◆ **Problem description**
From the records below, copy out exactly the lines from the one containing "assert_eq!(meta.enum_type, Some(EnumOpenness::Open));" to the one containing "unrelated = 1;\nexport", both included. Add nothing else.

◆ **Records supplied**
○ ○ ○ ○ ○

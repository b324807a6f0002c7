//! Deterministic signature construction (spec §4.1 step 2).
//!
//! [`TypeArena::type_to_string`](super::type_model::TypeArena::type_to_string)
//! already does most of the normalization work for a single resolved type:
//! union/intersection/object members are rendered in sorted order and
//! function parameters are rendered as `arg0, arg1, …`. What's left for
//! this module is everything that spans more than one resolved type: alpha-
//! renaming a declaration's own generic parameters, and building the
//! kind-specific signature shape (interfaces, enums, overloaded functions)
//! around the rendered type strings.

use std::collections::HashMap;

/// Assigns `T0, T1, …` to a declaration's own generic type parameters, in
/// declaration order. Two functions differing only in the *name* of a
/// generic parameter (`fn f<T>` vs `fn f<U>`) must normalize to the same
/// signature; this mapping is applied as a post-pass over the rendered
/// string rather than threaded through type resolution, since nothing
/// downstream of rendering cares about the original names.
pub fn generic_rename_map(type_params: &[&str]) -> HashMap<String, String> {
    type_params
        .iter()
        .enumerate()
        .map(|(i, name)| (name.to_string(), format!("T{i}")))
        .collect()
}

/// Replace every whole-identifier occurrence of a generic parameter name in
/// `rendered` with its alpha-renamed form. Operates on identifier
/// boundaries (`[A-Za-z0-9_$]`) so `T` does not clobber `TResult`.
pub fn apply_generic_renames(rendered: &str, renames: &HashMap<String, String>) -> String {
    if renames.is_empty() {
        return rendered.to_string();
    }
    let bytes = rendered.as_bytes();
    let mut out = String::with_capacity(rendered.len());
    let mut i = 0;
    while i < bytes.len() {
        if is_ident_start(bytes[i]) {
            let start = i;
            i += 1;
            while i < bytes.len() && is_ident_continue(bytes[i]) {
                i += 1;
            }
            let ident = &rendered[start..i];
            match renames.get(ident) {
                Some(renamed) => out.push_str(renamed),
                None => out.push_str(ident),
            }
        } else {
            out.push(bytes[i] as char);
            i += 1;
        }
    }
    out
}

fn is_ident_start(b: u8) -> bool {
    b.is_ascii_alphabetic() || b == b'_' || b == b'$'
}

fn is_ident_continue(b: u8) -> bool {
    b.is_ascii_alphanumeric() || b == b'_' || b == b'$'
}

/// Join overload signatures with `"; "`, in source declaration order (spec
/// §4.1: "overloads join in declaration order, not sorted" — unlike union
/// members and object properties, overload order is part of the public API
/// a caller overload-resolves against).
pub fn join_overloads(signatures: impl IntoIterator<Item = String>) -> String {
    signatures.into_iter().collect::<Vec<_>>().join("; ")
}

/// Render a sorted `name: value` list for enum members, e.g. an enum
/// normalizes to its full member set rather than just its name so that
/// adding, removing, or renumbering a member is visible to the differ as a
/// signature change. `is_const` distinguishes `const enum` from `enum`:
/// the two have different erasure/inlining semantics at call sites, so a
/// declaration gaining or losing `const` must not normalize identically.
pub fn enum_signature(mut members: Vec<(String, String)>, is_const: bool) -> String {
    members.sort_by(|a, b| a.0.cmp(&b.0));
    let rendered: Vec<String> = members
        .into_iter()
        .map(|(name, value)| format!("{name} = {value}"))
        .collect();
    let keyword = if is_const { "const enum" } else { "enum" };
    format!("{keyword} {{{}}}", rendered.join(", "))
}

/// The header information around a class's member list: everything that
/// changes the class's public contract without changing any individual
/// member's signature (becoming `abstract`, gaining a generic parameter,
/// swapping a base class or implemented interface).
#[derive(Default)]
pub struct ClassHeader {
    pub is_abstract: bool,
    pub generics: Vec<String>,
    pub extends: Option<String>,
    pub implements: Vec<String>,
}

/// Render a class's public shape: header clauses followed by sorted
/// instance + static members, each a `name: signature` pair. Private
/// (`#`-prefixed or `private`-modified) members never reach this function
/// (spec: only the public surface is compared). The constructor, when
/// present, is expanded into the member list under the `new` key by the
/// caller, just like any other member.
pub fn class_signature(mut members: Vec<(String, String)>, header: ClassHeader) -> String {
    members.sort_by(|a, b| a.0.cmp(&b.0));
    let rendered: Vec<String> = members
        .into_iter()
        .map(|(name, sig)| format!("{name}: {sig}"))
        .collect();

    let mut out = String::new();
    if header.is_abstract {
        out.push_str("abstract ");
    }
    out.push_str("class");
    if !header.generics.is_empty() {
        out.push('<');
        out.push_str(&header.generics.join(", "));
        out.push('>');
    }
    if let Some(base) = &header.extends {
        out.push_str(" extends ");
        out.push_str(base);
    }
    if !header.implements.is_empty() {
        let mut sorted = header.implements;
        sorted.sort();
        out.push_str(" implements ");
        out.push_str(&sorted.join(", "));
    }
    out.push_str(&format!(" {{{}}}", rendered.join("; ")));
    out
}

/// Render a namespace's exported member set: sorted `name: signature`
/// pairs of everything the namespace itself exports, recursively
/// normalized by the same rules as top-level symbols.
pub fn namespace_signature(mut members: Vec<(String, String)>) -> String {
    members.sort_by(|a, b| a.0.cmp(&b.0));
    let rendered: Vec<String> = members
        .into_iter()
        .map(|(name, sig)| format!("{name}: {sig}"))
        .collect();
    format!("namespace {{{}}}", rendered.join("; "))
}
//! Doc-comment metadata extraction (spec §4.2).
//!
//! `oxc` hands back a flat, span-ordered list of comments with no
//! attachment to the declarations they document — unlike a real
//! type-checker's `getLeadingCommentRanges`, there is no built-in
//! "comment immediately before this node" query. This module reimplements
//! that lookup directly: given a declaration's span start, find the
//! nearest preceding block comment with only whitespace between it and
//! the declaration, then scan its lines for the three recognized tags.

use oxc_ast::Comment;
use oxc_span::Span;

use crate::types::{EnumOpenness, SymbolMetadata};

/// A flattened view of the comments `oxc` attaches to a `Program`, kept
/// sorted by span for binary search.
pub struct DocCommentIndex<'a> {
    source: &'a str,
    comments: &'a [Comment],
}

impl<'a> DocCommentIndex<'a> {
    pub fn new(source: &'a str, comments: &'a [Comment]) -> Self {
        Self { source, comments }
    }

    /// `leading-comment-ranges(position)` from spec §6, specialized to
    /// the one case the parser needs: the nearest preceding `/** ... */`
    /// block comment, if any, with nothing but whitespace between its end
    /// and `decl_start`.
    fn leading_doc_comment(&self, decl_start: u32) -> Option<&'a str> {
        let mut best: Option<&Comment> = None;
        for comment in self.comments {
            if comment.span.end > decl_start {
                continue;
            }
            let between = &self.source[comment.span.end as usize..decl_start as usize];
            if !between.trim().is_empty() {
                // Something other than whitespace sits between this
                // comment and the declaration — it cannot be the leading
                // doc comment for `decl_start`, and neither can anything
                // before it once we encounter a more recent comment below.
                best = None;
                continue;
            }
            if !comment.is_block() {
                continue;
            }
            best = Some(comment);
        }
        best.map(|c| &self.source[c.span.start as usize..c.span.end as usize])
    }

    /// Extract [`SymbolMetadata`] from the doc comment leading `decl_span`,
    /// if any. A comment that is not a JSDoc-style block (`/** ... */`) or
    /// that carries none of the three recognized tags yields no metadata
    /// at all (spec §4.2: "Any parse failure yields *no* metadata, not a
    /// hard error").
    pub fn metadata_for(&self, decl_span: Span) -> Option<SymbolMetadata> {
        let text = self.leading_doc_comment(decl_span.start)?;
        if !is_jsdoc_block(text) {
            return None;
        }
        let meta = parse_tags(text);
        if meta.is_empty() {
            None
        } else {
            Some(meta)
        }
    }
}

fn is_jsdoc_block(comment_text: &str) -> bool {
    // `comment_text` is the full `/* ... */` or `/** ... */` span
    // including delimiters. JSDoc convention requires the extra `*`.
    comment_text.starts_with("/**")
}

/// Strip comment delimiters and leading `*` continuation markers, yielding
/// one trimmed logical line per input line.
fn doc_lines(comment_text: &str) -> Vec<String> {
    let inner = comment_text
        .trim_start_matches("/**")
        .trim_end_matches("*/");
    inner
        .lines()
        .map(|line| {
            let trimmed = line.trim();
            trimmed.strip_prefix('*').unwrap_or(trimmed).trim().to_string()
        })
        .filter(|l| !l.is_empty())
        .collect()
}

fn parse_tags(comment_text: &str) -> SymbolMetadata {
    let mut meta = SymbolMetadata::default();
    for line in doc_lines(comment_text) {
        if let Some(rest) = line.strip_prefix("@deprecated") {
            meta.is_deprecated = true;
            let msg = rest.trim();
            if !msg.is_empty() {
                meta.deprecation_message = Some(msg.to_string());
            }
        } else if let Some(rest) = line.strip_prefix("@defaultValue") {
            set_default(&mut meta, rest);
        } else if let Some(rest) = line.strip_prefix("@default") {
            set_default(&mut meta, rest);
        } else if let Some(rest) = line.strip_prefix("@enumType") {
            match rest.trim() {
                "open" => meta.enum_type = Some(EnumOpenness::Open),
                "closed" => meta.enum_type = Some(EnumOpenness::Closed),
                _ => {}
            }
        }
    }
    meta
}

fn set_default(meta: &mut SymbolMetadata, rest: &str) {
    let value = rest.trim();
    if !value.is_empty() {
        meta.default_value = Some(value.to_string());
    }
}

#[cfg(test)]
mod tests {
    use super::*;

    fn comment(start: u32, end: u32, block: bool) -> Comment {
        use oxc_ast::ast::{Comment as AstComment, CommentKind};
        AstComment::new(
            start,
            end,
            if block {
                CommentKind::Block
            } else {
                CommentKind::Line
            },
        )
    }

    #[test]
    fn extracts_deprecated_with_message() {
        let source = "/** @deprecated use g instead */\nexport declare function f(): void;";
        let doc_end = source.find("*/").unwrap() as u32 + 2;
        let comments = vec![comment(0, doc_end, true)];
        let idx = DocCommentIndex::new(source, &comments);
        let decl_start = source.find("export").unwrap() as u32;
        let meta = idx.metadata_for(Span::new(decl_start, decl_start + 10)).unwrap();
        assert!(meta.is_deprecated);
        assert_eq!(meta.deprecation_message.as_deref(), Some("use g instead"));
    }

    #[test]
    fn extracts_default_value() {
        let source = "/**\n * @default 42\n */\nexport declare const x: number;";
        let doc_end = source.find("*/").unwrap() as u32 + 2;
        let comments = vec![comment(0, doc_end, true)];
        let idx = DocCommentIndex::new(source, &comments);
        let decl_start = source.find("export").unwrap() as u32;
        let meta = idx.metadata_for(Span::new(decl_start, decl_start + 5)).unwrap();
        assert_eq!(meta.default_value.as_deref(), Some("42"));
    }

    #[test]
    fn extracts_enum_openness() {
        let source = "/** @enumType open */\nexport declare enum Color { Red }";
        let doc_end = source.find("*/").unwrap() as u32 + 2;
        let comments = vec![comment(0, doc_end, true)];
        let idx = DocCommentIndex::new(source, &comments);
        let decl_start = source.find("export").unwrap() as u32;
        let meta = idx.metadata_for(Span::new(decl_start, decl_start + 5)).unwrap();
        assert_eq!(meta.enum_type, Some(EnumOpenness::Open));
    }

    #[test]
    fn non_jsdoc_comment_yields_no_metadata() {
        let source = "/* just a note */\nexport declare function f(): void;";
        let doc_end = source.find("*/").unwrap() as u32 + 2;
        let comments = vec![comment(0, doc_end, true)];
        let idx = DocCommentIndex::new(source, &comments);
        let decl_start = source.find("export").unwrap() as u32;
        assert!(idx.metadata_for(Span::new(decl_start, decl_start + 10)).is_none());
    }

    #[test]
    fn comment_separated_by_code_is_not_leading() {
        let source = "/** @deprecated */\nconst unrelated = 1;\nexport declare function f(): void;";
        let doc_end = source.find("*/").unwrap() as u32 + 2;
        let comments = vec![comment(0, doc_end, true)];
        let idx = DocCommentIndex::new(source, &comments);
        let decl_start = source.rfind("export").unwrap() as u32;
        assert!(idx.metadata_for(Span::new(decl_start, decl_start + 10)).is_none());
    }
}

○ ○ ○ ○ ○

◆ **Answer box**
        assert_eq!(meta.enum_type, Some(EnumOpenness::Open));
    }

    #[test]
    fn non_jsdoc_comment_yields_no_metadata() {
        let source = "/* just a note */\nexport declare function f(): void;";
        let doc_end = source.find("*/").unwrap() as u32 + 2;
        let comments = vec![comment(0, doc_end, true)];
        let idx = DocCommentIndex::new(source, &comments);
        let decl_start = source.find("export").unwrap() as u32;
        assert!(idx.metadata_for(Span::new(decl_start, decl_start + 10)).is_none());
    }

    #[test]
    fn comment_separated_by_code_is_not_leading() {
        let source = "/** @deprecated */\nconst unrelated = 1;\nexport declare function f(): void;";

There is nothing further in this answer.